Step Away from that Device

Three years sounds like a long time to spend on a mobile device, but three years is just the blink of an eye. My son is not yet three years old, but in the brief time I have known him, he has already become the most meaningful thing in my life. And he taught me my biggest lesson about technology.

Since my son was born, I’ve spent more time reading my Twitter timeline than I’ve spent reading to him. I am not proud of that fact, but there it is. My son has challenged me to find some worth in all that time spent.

How do we find enough meaning in the hours we while away flipping through a feed on our phones? Years from now, decades from now, will we be able to explain why this is how we spent our days? As the whole world picks up their phones, I actually think this may be one of the most important challenges I can work on.

There's a delicious irony in expressing my appreciation for these words originally read on a mobile device. Anil Dash is writing about the responsibility of app designers, whose work will at least facilitate, if not encourage, us to spend more time on our devices. Dash suggests three criteria—useful, important, and meaningful—and seems most comfortable with meaningful. I'm with him, mostly, but I have hard time setting a standard. Even that fact of reading to his son is somewhat questionable. I'm not sure time you spend reading to your son is always time well spent or the best way to spend your time or that you can absolutely say that time spent on a device is never preferable to time spent reading. We've got to ask rather whether we're spending the sum of of our time to achieve meaning, not choosing devices or other frivolous pursuits over meaningful and important ones. (It's interesting, too, that Dash uses the adjective robotic in discussing the issue—Useful has come to imply an almost robotic utilitarianism, focused on efficiency at the expense of soul.
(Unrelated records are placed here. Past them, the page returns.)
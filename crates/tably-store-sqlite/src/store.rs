//! [`SqliteStore`] — the SQLite implementation of [`DirectoryStore`].

use std::{collections::BTreeSet, path::Path};

use rusqlite::OptionalExtension as _;
use uuid::Uuid;

use tably_core::{
  authority::Authority,
  entity::EntityMetadata,
  restaurant::{NewRestaurant, Restaurant},
  store::DirectoryStore,
  user::{NewUser, User, UserUpdate},
};

use crate::{
  Error, Result,
  encode::{
    RawRestaurant, RawUser, encode_account_state, encode_dt, encode_uuid,
  },
  schema::SCHEMA,
};

// ─── Row helpers ─────────────────────────────────────────────────────────────

fn query_restaurant(
  conn: &rusqlite::Connection,
  id_str: &str,
) -> rusqlite::Result<Option<RawRestaurant>> {
  conn
    .query_row(
      "SELECT restaurant_id, created_at, updated_at, name, description, active
       FROM restaurants WHERE restaurant_id = ?1",
      rusqlite::params![id_str],
      |row| {
        Ok(RawRestaurant {
          restaurant_id: row.get(0)?,
          created_at:    row.get(1)?,
          updated_at:    row.get(2)?,
          name:          row.get(3)?,
          description:   row.get(4)?,
          active:        row.get(5)?,
        })
      },
    )
    .optional()
}

fn query_authorities(
  conn: &rusqlite::Connection,
  user_id_str: &str,
) -> rusqlite::Result<Vec<String>> {
  let mut stmt = conn.prepare(
    "SELECT authority FROM user_authority WHERE user_id = ?1 ORDER BY authority",
  )?;
  let names = stmt
    .query_map(rusqlite::params![user_id_str], |row| row.get(0))?
    .collect::<rusqlite::Result<Vec<String>>>()?;
  Ok(names)
}

/// Read a user row plus its eagerly-joined restaurant and authority set.
fn query_user(
  conn: &rusqlite::Connection,
  id_str: &str,
) -> rusqlite::Result<Option<RawUser>> {
  let base = conn
    .query_row(
      "SELECT user_id, created_at, updated_at, email, name, surname,
              password_hash, account_state, restaurant_id
       FROM users WHERE user_id = ?1",
      rusqlite::params![id_str],
      |row| {
        Ok((
          RawUser {
            user_id:       row.get(0)?,
            created_at:    row.get(1)?,
            updated_at:    row.get(2)?,
            email:         row.get(3)?,
            name:          row.get(4)?,
            surname:       row.get(5)?,
            password_hash: row.get(6)?,
            account_state: row.get(7)?,
            restaurant:    None,
            authorities:   Vec::new(),
          },
          row.get::<_, Option<String>>(8)?,
        ))
      },
    )
    .optional()?;

  let Some((mut raw, restaurant_id)) = base else {
    return Ok(None);
  };

  if let Some(rid) = restaurant_id {
    raw.restaurant = query_restaurant(conn, &rid)?;
  }
  raw.authorities = query_authorities(conn, id_str)?;

  Ok(Some(raw))
}

// ─── Store ───────────────────────────────────────────────────────────────────

/// A Tably directory store backed by a single SQLite file.
///
/// Cloning is cheap — the inner connection is reference-counted. The
/// connection's worker thread serialises all database access, so each store
/// operation is atomic with respect to the others.
#[derive(Clone)]
pub struct SqliteStore {
  conn: tokio_rusqlite::Connection,
}

impl SqliteStore {
  /// Open (or create) a store at `path` and run schema initialisation.
  pub async fn open(path: impl AsRef<Path>) -> Result<Self> {
    let conn = tokio_rusqlite::Connection::open(path).await?;
    let store = Self { conn };
    store.init_schema().await?;
    Ok(store)
  }

  /// Open an in-memory store — useful for testing.
  pub async fn open_in_memory() -> Result<Self> {
    let conn = tokio_rusqlite::Connection::open_in_memory().await?;
    let store = Self { conn };
    store.init_schema().await?;
    Ok(store)
  }

  async fn init_schema(&self) -> Result<()> {
    self
      .conn
      .call(|conn| {
        conn.execute_batch(SCHEMA)?;
        Ok(())
      })
      .await?;
    Ok(())
  }

  /// Fetch a user or fail with [`Error::UserNotFound`].
  async fn require_user(&self, id: Uuid) -> Result<User> {
    self
      .get_user(id)
      .await?
      .ok_or(Error::UserNotFound(id))
  }
}

// ─── DirectoryStore impl ─────────────────────────────────────────────────────

impl DirectoryStore for SqliteStore {
  type Error = Error;

  // ── Restaurants ───────────────────────────────────────────────────────────

  async fn add_restaurant(&self, input: NewRestaurant) -> Result<Restaurant> {
    let restaurant = Restaurant {
      meta:        EntityMetadata::new_now(),
      name:        input.name,
      description: input.description,
      active:      input.active,
    };

    let id_str      = encode_uuid(restaurant.meta.id);
    let created_str = encode_dt(restaurant.meta.created_at);
    let updated_str = encode_dt(restaurant.meta.updated_at);
    let name        = restaurant.name.clone();
    let description = restaurant.description.clone();
    let active      = restaurant.active;

    self
      .conn
      .call(move |conn| {
        conn.execute(
          "INSERT INTO restaurants
             (restaurant_id, created_at, updated_at, name, description, active)
           VALUES (?1, ?2, ?3, ?4, ?5, ?6)",
          rusqlite::params![
            id_str,
            created_str,
            updated_str,
            name,
            description,
            active
          ],
        )?;
        Ok(())
      })
      .await?;

    Ok(restaurant)
  }

  async fn get_restaurant(&self, id: Uuid) -> Result<Option<Restaurant>> {
    let id_str = encode_uuid(id);

    let raw: Option<RawRestaurant> = self
      .conn
      .call(move |conn| Ok(query_restaurant(conn, &id_str)?))
      .await?;

    raw.map(RawRestaurant::into_restaurant).transpose()
  }

  async fn list_restaurants(&self) -> Result<Vec<Restaurant>> {
    let raws: Vec<RawRestaurant> = self
      .conn
      .call(|conn| {
        let mut stmt = conn.prepare(
          "SELECT restaurant_id, created_at, updated_at, name, description,
                  active
           FROM restaurants",
        )?;
        let rows = stmt
          .query_map([], |row| {
            Ok(RawRestaurant {
              restaurant_id: row.get(0)?,
              created_at:    row.get(1)?,
              updated_at:    row.get(2)?,
              name:          row.get(3)?,
              description:   row.get(4)?,
              active:        row.get(5)?,
            })
          })?
          .collect::<rusqlite::Result<Vec<_>>>()?;
        Ok(rows)
      })
      .await?;

    raws
      .into_iter()
      .map(RawRestaurant::into_restaurant)
      .collect()
  }

  // ── Users ─────────────────────────────────────────────────────────────────

  async fn create_user(&self, input: NewUser) -> Result<User> {
    let restaurant = input.restaurant.map(|r| Restaurant {
      meta:        EntityMetadata::new_now(),
      name:        r.name,
      description: r.description,
      active:      r.active,
    });

    let user = User {
      meta:          EntityMetadata::new_now(),
      email:         input.email,
      name:          input.name,
      surname:       input.surname,
      password_hash: input.password_hash,
      account_state: input.account_state,
      restaurant,
      authorities:   input.authorities.into_iter().collect::<BTreeSet<_>>(),
    };

    let user_id_str   = encode_uuid(user.meta.id);
    let created_str   = encode_dt(user.meta.created_at);
    let updated_str   = encode_dt(user.meta.updated_at);
    let email         = user.email.clone();
    let name          = user.name.clone();
    let surname       = user.surname.clone();
    let password_hash = user.password_hash.clone();
    let state_str     = encode_account_state(user.account_state);
    let restaurant_row = user.restaurant.as_ref().map(|r| {
      (
        encode_uuid(r.meta.id),
        encode_dt(r.meta.created_at),
        encode_dt(r.meta.updated_at),
        r.name.clone(),
        r.description.clone(),
        r.active,
      )
    });
    let authority_names: Vec<String> =
      user.authorities.iter().map(|a| a.name().to_owned()).collect();

    // One transaction: cascading restaurant insert, user insert, grants.
    self
      .conn
      .call(move |conn| {
        let tx = conn.transaction()?;

        let restaurant_id_str =
          restaurant_row.as_ref().map(|(id, ..)| id.clone());

        if let Some((id, created, updated, name, description, active)) =
          restaurant_row
        {
          tx.execute(
            "INSERT INTO restaurants
               (restaurant_id, created_at, updated_at, name, description,
                active)
             VALUES (?1, ?2, ?3, ?4, ?5, ?6)",
            rusqlite::params![id, created, updated, name, description, active],
          )?;
        }

        tx.execute(
          "INSERT INTO users
             (user_id, created_at, updated_at, email, name, surname,
              password_hash, account_state, restaurant_id)
           VALUES (?1, ?2, ?3, ?4, ?5, ?6, ?7, ?8, ?9)",
          rusqlite::params![
            user_id_str,
            created_str,
            updated_str,
            email,
            name,
            surname,
            password_hash,
            state_str,
            restaurant_id_str,
          ],
        )?;

        for authority in &authority_names {
          tx.execute(
            "INSERT OR IGNORE INTO authorities (name) VALUES (?1)",
            rusqlite::params![authority],
          )?;
          tx.execute(
            "INSERT OR IGNORE INTO user_authority (user_id, authority)
             VALUES (?1, ?2)",
            rusqlite::params![user_id_str, authority],
          )?;
        }

        tx.commit()?;
        Ok(())
      })
      .await?;

    Ok(user)
  }

  async fn get_user(&self, id: Uuid) -> Result<Option<User>> {
    let id_str = encode_uuid(id);

    let raw: Option<RawUser> = self
      .conn
      .call(move |conn| Ok(query_user(conn, &id_str)?))
      .await?;

    raw.map(RawUser::into_user).transpose()
  }

  async fn update_user(&self, id: Uuid, update: UserUpdate) -> Result<User> {
    let User {
      meta,
      email,
      name,
      surname,
      password_hash,
      account_state,
      restaurant,
      authorities,
    } = self.require_user(id).await?;

    // The email column is immutable after INSERT; the UPDATE below never
    // writes it, and a payload naming a different address is rejected here.
    if let Some(requested) = &update.email
      && requested != &email
    {
      return Err(Error::EmailImmutable);
    }

    let updated = User {
      meta: EntityMetadata { updated_at: chrono::Utc::now(), ..meta },
      email,
      name: update.name.or(name),
      surname: update.surname.or(surname),
      password_hash,
      account_state: update.account_state.unwrap_or(account_state),
      restaurant,
      authorities,
    };

    let id_str      = encode_uuid(id);
    let updated_str = encode_dt(updated.meta.updated_at);
    let name        = updated.name.clone();
    let surname     = updated.surname.clone();
    let state_str   = encode_account_state(updated.account_state);

    self
      .conn
      .call(move |conn| {
        conn.execute(
          "UPDATE users
           SET updated_at = ?2, name = ?3, surname = ?4, account_state = ?5
           WHERE user_id = ?1",
          rusqlite::params![id_str, updated_str, name, surname, state_str],
        )?;
        Ok(())
      })
      .await?;

    Ok(updated)
  }

  // ── Authorities ───────────────────────────────────────────────────────────

  async fn add_authority(&self, name: String) -> Result<Authority> {
    let name_param = name.clone();
    let result = self
      .conn
      .call(move |conn| {
        conn.execute(
          "INSERT INTO authorities (name) VALUES (?1)",
          rusqlite::params![name_param],
        )?;
        Ok(())
      })
      .await;

    match result.map_err(Error::from) {
      Ok(()) => Ok(Authority::new(name)),
      Err(Error::Constraint(_)) => Err(Error::DuplicateAuthority(name)),
      Err(other) => Err(other),
    }
  }

  async fn list_authorities(&self) -> Result<Vec<Authority>> {
    let names: Vec<String> = self
      .conn
      .call(|conn| {
        let mut stmt =
          conn.prepare("SELECT name FROM authorities ORDER BY name")?;
        let rows = stmt
          .query_map([], |row| row.get(0))?
          .collect::<rusqlite::Result<Vec<_>>>()?;
        Ok(rows)
      })
      .await?;

    Ok(names.into_iter().map(Authority::new).collect())
  }

  async fn grant_authority(
    &self,
    user_id: Uuid,
    authority: Authority,
  ) -> Result<User> {
    // Existence check first so a bad id is a not-found, not an FK failure.
    self.require_user(user_id).await?;

    let id_str = encode_uuid(user_id);
    let name   = authority.name().to_owned();

    self
      .conn
      .call(move |conn| {
        let tx = conn.transaction()?;
        tx.execute(
          "INSERT OR IGNORE INTO authorities (name) VALUES (?1)",
          rusqlite::params![name],
        )?;
        tx.execute(
          "INSERT OR IGNORE INTO user_authority (user_id, authority)
           VALUES (?1, ?2)",
          rusqlite::params![id_str, name],
        )?;
        tx.commit()?;
        Ok(())
      })
      .await?;

    self.require_user(user_id).await
  }

  async fn revoke_authority(
    &self,
    user_id: Uuid,
    authority: Authority,
  ) -> Result<User> {
    self.require_user(user_id).await?;

    let id_str = encode_uuid(user_id);
    let name   = authority.name().to_owned();

    self
      .conn
      .call(move |conn| {
        conn.execute(
          "DELETE FROM user_authority WHERE user_id = ?1 AND authority = ?2",
          rusqlite::params![id_str, name],
        )?;
        Ok(())
      })
      .await?;

    self.require_user(user_id).await
  }
}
Another Study Finds that Emotional Distance Between Robots and Humans is Shrinking

I read Alone Together with disbelief, and only acknowledge its findings with reluctance. Here's more evidence, from Fast Company. that Sherry Turkle got it right.

As more advanced robots enter more parts of our lives, especially in the workplace, there could be growing emotional and psychological consequences for their human caretakers. Julie Carpenter, a human-robot interaction researcher who did her doctoral work at the University of Washington’s School of Education, recently found that out in a series of interviews she did with 23 military personnel who operate robots that dismantle explosives and other weapons. In their responses, it was clear they had begun to view the robots as extension of themselves.